> [Task input]:
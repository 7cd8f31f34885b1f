use super::listener::NegotiationListener;
use crate::clock::{SharedClock, SystemClock};
use crate::models::Negotiation;
use crate::state_machine::{NegotiationEvent, NegotiationState};
use chrono::{DateTime, Utc};
use serde_json::{json, Value};
use std::sync::Arc;
use tokio::sync::broadcast;
use tracing::trace;

/// Broadcast publisher for negotiation lifecycle events
#[derive(Debug, Clone)]
pub struct EventPublisher {
    sender: broadcast::Sender<PublishedEvent>,
    clock: SharedClock,
}

/// Event that has been published
#[derive(Debug, Clone)]
pub struct PublishedEvent {
    pub name: String,
    pub context: Value,
    pub published_at: DateTime<Utc>,
}

impl EventPublisher {
    /// Create a publisher with the given channel capacity, stamping events from `clock`
    pub fn new(capacity: usize, clock: SharedClock) -> Self {
        let (sender, _) = broadcast::channel(capacity);
        Self { sender, clock }
    }

    /// Publish an event and return how many subscribers received it.
    /// Events are fire-and-forget, so having no subscribers is not an error.
    pub fn publish(&self, event_name: impl Into<String>, context: Value) -> usize {
        let event = PublishedEvent {
            name: event_name.into(),
            context,
            published_at: self.clock.now(),
        };
        self.sender.send(event).unwrap_or(0)
    }

    pub fn subscribe(&self) -> broadcast::Receiver<PublishedEvent> {
        self.sender.subscribe()
    }

    pub fn subscriber_count(&self) -> usize {
        self.sender.receiver_count()
    }
}

impl Default for EventPublisher {
    fn default() -> Self {
        Self::new(1000, Arc::new(SystemClock))
    }
}

/// Listener that forwards lifecycle milestones to an [`EventPublisher`]
#[derive(Debug, Clone)]
pub struct EventPublishingListener {
    publisher: EventPublisher,
}

impl EventPublishingListener {
    pub fn new(publisher: EventPublisher) -> Self {
        Self { publisher }
    }

    fn send(&self, name: String, negotiation: &Negotiation, context: Value) {
        let delivered = self.publisher.publish(name.as_str(), context);
        trace!(
            negotiation_id = negotiation.id(),
            event = %name,
            delivered,
            "Published negotiation event"
        );
    }

    fn publish(
        &self,
        event: NegotiationEvent,
        negotiation: &Negotiation,
        from: Option<NegotiationState>,
    ) {
        self.send(event.event_name(), negotiation, build_event_context(negotiation, from));
    }
}

impl NegotiationListener for EventPublishingListener {
    fn post_transition(&self, negotiation: &Negotiation, from: NegotiationState) {
        if let Some(event) = NegotiationEvent::for_state(negotiation.state()) {
            self.publish(event, negotiation, Some(from));
        }
    }

    fn initiated(&self, negotiation: &Negotiation) {
        self.publish(NegotiationEvent::Initiated, negotiation, None);
    }

    fn failed(&self, negotiation: &Negotiation, error: &str) {
        let mut context = build_event_context(negotiation, None);
        context["error"] = Value::String(error.to_string());
        self.send(FAILED_EVENT.to_string(), negotiation, context);
    }
}

pub const FAILED_EVENT: &str = "negotiation.failed";

fn build_event_context(negotiation: &Negotiation, from: Option<NegotiationState>) -> Value {
    json!({
        "negotiation_id": negotiation.id(),
        "correlation_id": negotiation.correlation_id(),
        "negotiation_type": negotiation.negotiation_type(),
        "counter_party_id": negotiation.counter_party_id(),
        "from_state": from.map(|s| s.to_string()),
        "to_state": negotiation.state().to_string(),
        "state_count": negotiation.state_count(),
        "error_detail": negotiation.error_detail(),
        "contract_agreement_id": negotiation.contract_agreement().map(|a| a.id.clone()),
        "trace_context": negotiation.trace_context(),
    })
}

> [Directions for this task]: Within the entries above, how many lines hold the string "NegotiationState"? State the number with no other words.

> [Exercise solution]: 4